_PROBLEM DETAILS_:
Return the whole listing exactly as written.

_EXERCISE MATERIALS_:

= = = =

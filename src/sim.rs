//! Corridor pursuit world - a minimal reference engine
//!
//! The real game engine lives outside this crate; this module is the
//! stand-in collaborator used by the demo binary and the integration tests.
//! It is a one-dimensional corridor: the controlled agent starts at the west
//! end, eats pellets for score, and a single adversary patrols the east half
//! of the corridor. The agent wins by clearing every pellet and loses by
//! being caught or running out of time.
//!
//! Scoring follows the usual pursuit-game convention: a small time penalty
//! per turn, a pellet bonus, and large terminal bonuses/penalties, so the
//! score delta between turns is a usable reward signal.

use crate::{
    error::{Error, Result},
    ports::Observation,
    q_learning::QLearnAgent,
    types::{Action, Position},
};

const TIME_PENALTY: f64 = 1.0;
const PELLET_BONUS: f64 = 10.0;
const WIN_BONUS: f64 = 500.0;
const CAUGHT_PENALTY: f64 = 500.0;

/// Owned snapshot of one decision point.
///
/// Valid for the duration of a single callback; holds no reference back
/// into the world.
#[derive(Debug, Clone)]
pub struct WorldView {
    legal: Vec<Action>,
    agent: Position,
    adversaries: Vec<Position>,
    score: f64,
    won: bool,
}

impl Observation for WorldView {
    fn legal_actions(&self) -> &[Action] {
        &self.legal
    }

    fn controlled_position(&self) -> Position {
        self.agent
    }

    fn adversary_positions(&self) -> &[Position] {
        &self.adversaries
    }

    fn score(&self) -> f64 {
        self.score
    }

    fn is_terminal_win(&self) -> bool {
        self.won
    }
}

/// The corridor world state.
///
/// Cells run from `0` (agent start) to `length - 1` (adversary home).
/// Pellets sit on every interior cell. The adversary patrols between the
/// corridor midpoint and its home cell, bouncing at both ends, one cell per
/// turn. The agent moves first each turn; a catch is the agent and the
/// adversary sharing a cell after either has moved.
#[derive(Debug, Clone)]
pub struct PursuitWorld {
    length: i32,
    agent: i32,
    ghost: i32,
    ghost_dir: i32,
    patrol_min: i32,
    pellets: Vec<bool>,
    score: f64,
    steps: usize,
    max_steps: usize,
    over: bool,
    won: bool,
}

impl PursuitWorld {
    /// Create a corridor of the given length (clamped to at least 4 cells).
    pub fn new(length: usize) -> Self {
        let length = length.max(4) as i32;
        let mut pellets = vec![true; length as usize];
        // No pellet on the agent start or the adversary home cell: the home
        // cell is never safely reachable, so a pellet there would make the
        // world unwinnable.
        pellets[0] = false;
        pellets[(length - 1) as usize] = false;

        Self {
            length,
            agent: 0,
            ghost: length - 1,
            ghost_dir: -1,
            patrol_min: length / 2,
            pellets,
            score: 0.0,
            steps: 0,
            max_steps: 200,
            over: false,
            won: false,
        }
    }

    /// Cap the number of turns before the episode times out as a loss.
    pub fn with_max_steps(mut self, max_steps: usize) -> Self {
        self.max_steps = max_steps;
        self
    }

    /// Start a fresh episode with the same layout.
    pub fn reset(&mut self) {
        *self = Self::new(self.length as usize).with_max_steps(self.max_steps);
    }

    /// Snapshot the current decision point for the controller.
    pub fn observe(&self) -> WorldView {
        WorldView {
            legal: self.legal_actions(),
            agent: Position::new(self.agent, 0),
            adversaries: vec![Position::new(self.ghost, 0)],
            score: self.score,
            won: self.won,
        }
    }

    /// Legal actions at the agent's current cell, in engine order.
    ///
    /// A no-op action is always included; the controller is expected to
    /// consume the set verbatim.
    pub fn legal_actions(&self) -> Vec<Action> {
        let mut legal = Vec::with_capacity(3);
        if self.agent < self.length - 1 {
            legal.push(Action::East);
        }
        if self.agent > 0 {
            legal.push(Action::West);
        }
        legal.push(Action::Stop);
        legal
    }

    /// Advance the world by one turn.
    ///
    /// # Errors
    ///
    /// Returns [`Error::EpisodeOver`] after the episode has ended and
    /// [`Error::IllegalAction`] if the action is not in the current legal
    /// set.
    pub fn step(&mut self, action: Action) -> Result<()> {
        if self.over {
            return Err(Error::EpisodeOver);
        }
        let legal = self.legal_actions();
        if !legal.contains(&action) {
            return Err(Error::IllegalAction { action, legal });
        }

        // Agent moves first
        match action {
            Action::East => self.agent += 1,
            Action::West => self.agent -= 1,
            _ => {}
        }
        self.score -= TIME_PENALTY;

        if self.agent == self.ghost {
            self.finish_caught();
            return Ok(());
        }

        if self.pellets[self.agent as usize] {
            self.pellets[self.agent as usize] = false;
            self.score += PELLET_BONUS;
            if self.pellets.iter().all(|eaten| !eaten) {
                self.score += WIN_BONUS;
                self.over = true;
                self.won = true;
                return Ok(());
            }
        }

        // Adversary patrols, bouncing at its bounds
        if self.ghost + self.ghost_dir > self.length - 1 || self.ghost + self.ghost_dir < self.patrol_min
        {
            self.ghost_dir = -self.ghost_dir;
        }
        self.ghost += self.ghost_dir;

        if self.agent == self.ghost {
            self.finish_caught();
            return Ok(());
        }

        self.steps += 1;
        if self.steps >= self.max_steps {
            self.over = true;
            self.won = false;
        }

        Ok(())
    }

    fn finish_caught(&mut self) {
        self.score -= CAUGHT_PENALTY;
        self.over = true;
        self.won = false;
    }

    /// Whether the episode has ended.
    pub fn is_over(&self) -> bool {
        self.over
    }

    /// Whether the episode ended in a win.
    pub fn is_won(&self) -> bool {
        self.won
    }

    /// Current score.
    pub fn score(&self) -> f64 {
        self.score
    }

    /// Remaining pellet count.
    pub fn pellets_left(&self) -> usize {
        self.pellets.iter().filter(|&&p| p).count()
    }
}

/// Drive one full episode: decisions until terminal, then the end callback.
///
/// Returns whether the episode was won.
pub fn run_episode(world: &mut PursuitWorld, agent: &mut QLearnAgent) -> Result<bool> {
    while !world.is_over() {
        let action = agent.on_decision(&world.observe())?;
        world.step(action)?;
    }
    agent.on_episode_end(&world.observe())?;
    Ok(world.is_won())
}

= = = =

_YOUR SOLUTION_:
filename src/sim.rs
//! Corridor pursuit world - a minimal reference engine
//!
//! The real game engine lives outside this crate; this module is the
//! stand-in collaborator used by the demo binary and the integration tests.
//! It is a one-dimensional corridor: the controlled agent starts at the west
//! end, eats pellets for score, and a single adversary patrols the east half
//! of the corridor. The agent wins by clearing every pellet and loses by
//! being caught or running out of time.
//!
//! Scoring follows the usual pursuit-game convention: a small time penalty
//! per turn, a pellet bonus, and large terminal bonuses/penalties, so the
//! score delta between turns is a usable reward signal.

use crate::{
    error::{Error, Result},
    ports::Observation,
    q_learning::QLearnAgent,
    types::{Action, Position},
};

const TIME_PENALTY: f64 = 1.0;
const PELLET_BONUS: f64 = 10.0;
const WIN_BONUS: f64 = 500.0;
const CAUGHT_PENALTY: f64 = 500.0;

/// Owned snapshot of one decision point.
///
/// Valid for the duration of a single callback; holds no reference back
/// into the world.
#[derive(Debug, Clone)]
pub struct WorldView {
    legal: Vec<Action>,
    agent: Position,
    adversaries: Vec<Position>,
    score: f64,
    won: bool,
}

impl Observation for WorldView {
    fn legal_actions(&self) -> &[Action] {
        &self.legal
    }

    fn controlled_position(&self) -> Position {
        self.agent
    }

    fn adversary_positions(&self) -> &[Position] {
        &self.adversaries
    }

    fn score(&self) -> f64 {
        self.score
    }

    fn is_terminal_win(&self) -> bool {
        self.won
    }
}

/// The corridor world state.
///
/// Cells run from `0` (agent start) to `length - 1` (adversary home).
/// Pellets sit on every interior cell. The adversary patrols between the
/// corridor midpoint and its home cell, bouncing at both ends, one cell per
/// turn. The agent moves first each turn; a catch is the agent and the
/// adversary sharing a cell after either has moved.
#[derive(Debug, Clone)]
pub struct PursuitWorld {
    length: i32,
    agent: i32,
    ghost: i32,
    ghost_dir: i32,
    patrol_min: i32,
    pellets: Vec<bool>,
    score: f64,
    steps: usize,
    max_steps: usize,
    over: bool,
    won: bool,
}

impl PursuitWorld {
    /// Create a corridor of the given length (clamped to at least 4 cells).
    pub fn new(length: usize) -> Self {
        let length = length.max(4) as i32;
        let mut pellets = vec![true; length as usize];
        // No pellet on the agent start or the adversary home cell: the home
        // cell is never safely reachable, so a pellet there would make the
        // world unwinnable.
        pellets[0] = false;
        pellets[(length - 1) as usize] = false;

        Self {
            length,
            agent: 0,
            ghost: length - 1,
            ghost_dir: -1,
            patrol_min: length / 2,
            pellets,
            score: 0.0,
            steps: 0,
            max_steps: 200,
            over: false,
            won: false,
        }
    }

    /// Cap the number of turns before the episode times out as a loss.
    pub fn with_max_steps(mut self, max_steps: usize) -> Self {
        self.max_steps = max_steps;
        self
    }

    /// Start a fresh episode with the same layout.
    pub fn reset(&mut self) {
        *self = Self::new(self.length as usize).with_max_steps(self.max_steps);
    }

    /// Snapshot the current decision point for the controller.
    pub fn observe(&self) -> WorldView {
        WorldView {
            legal: self.legal_actions(),
            agent: Position::new(self.agent, 0),
            adversaries: vec![Position::new(self.ghost, 0)],
            score: self.score,
            won: self.won,
        }
    }

    /// Legal actions at the agent's current cell, in engine order.
    ///
    /// A no-op action is always included; the controller is expected to
    /// consume the set verbatim.
    pub fn legal_actions(&self) -> Vec<Action> {
        let mut legal = Vec::with_capacity(3);
        if self.agent < self.length - 1 {
            legal.push(Action::East);
        }
        if self.agent > 0 {
            legal.push(Action::West);
        }
        legal.push(Action::Stop);
        legal
    }

    /// Advance the world by one turn.
    ///
    /// # Errors
    ///
    /// Returns [`Error::EpisodeOver`] after the episode has ended and
    /// [`Error::IllegalAction`] if the action is not in the current legal
    /// set.
    pub fn step(&mut self, action: Action) -> Result<()> {
        if self.over {
            return Err(Error::EpisodeOver);
        }
        let legal = self.legal_actions();
        if !legal.contains(&action) {
            return Err(Error::IllegalAction { action, legal });
        }

        // Agent moves first
        match action {
            Action::East => self.agent += 1,
            Action::West => self.agent -= 1,
            _ => {}
        }
        self.score -= TIME_PENALTY;

        if self.agent == self.ghost {
            self.finish_caught();
            return Ok(());
        }

        if self.pellets[self.agent as usize] {
            self.pellets[self.agent as usize] = false;
            self.score += PELLET_BONUS;
            if self.pellets.iter().all(|eaten| !eaten) {
                self.score += WIN_BONUS;
                self.over = true;
                self.won = true;
                return Ok(());
            }
        }

        // Adversary patrols, bouncing at its bounds
        if self.ghost + self.ghost_dir > self.length - 1 || self.ghost + self.ghost_dir < self.patrol_min
        {
            self.ghost_dir = -self.ghost_dir;
        }
        self.ghost += self.ghost_dir;

        if self.agent == self.ghost {
            self.finish_caught();
            return Ok(());
        }

        self.steps += 1;
        if self.steps >= self.max_steps {
            self.over = true;
            self.won = false;
        }

        Ok(())
    }

    fn finish_caught(&mut self) {
        self.score -= CAUGHT_PENALTY;
        self.over = true;
        self.won = false;
    }

    /// Whether the episode has ended.
    pub fn is_over(&self) -> bool {
        self.over
    }

    /// Whether the episode ended in a win.
    pub fn is_won(&self) -> bool {
        self.won
    }

    /// Current score.
    pub fn score(&self) -> f64 {
        self.score
    }

    /// Remaining pellet count.
    pub fn pellets_left(&self) -> usize {
        self.pellets.iter().filter(|&&p| p).count()
    }
}

/// Drive one full episode: decisions until terminal, then the end callback.
///
/// Returns whether the episode was won.
pub fn run_episode(world: &mut PursuitWorld, agent: &mut QLearnAgent) -> Result<bool> {
    while !world.is_over() {
        let action = agent.on_decision(&world.observe())?;
        world.step(action)?;
    }
    agent.on_episode_end(&world.observe())?;
    Ok(world.is_won())
}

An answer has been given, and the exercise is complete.